### Work instruction
Transcribe exactly the lines from the one containing "pub mod answers;" through the end of the entries, including both the first and the last, and nothing else.

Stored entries
== Segment start ==
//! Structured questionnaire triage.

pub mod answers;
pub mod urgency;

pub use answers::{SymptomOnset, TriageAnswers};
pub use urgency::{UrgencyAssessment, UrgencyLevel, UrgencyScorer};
== Segment end ==
### Written solution
pub mod answers;
pub mod urgency;

pub use answers::{SymptomOnset, TriageAnswers};
pub use urgency::{UrgencyAssessment, UrgencyLevel, UrgencyScorer};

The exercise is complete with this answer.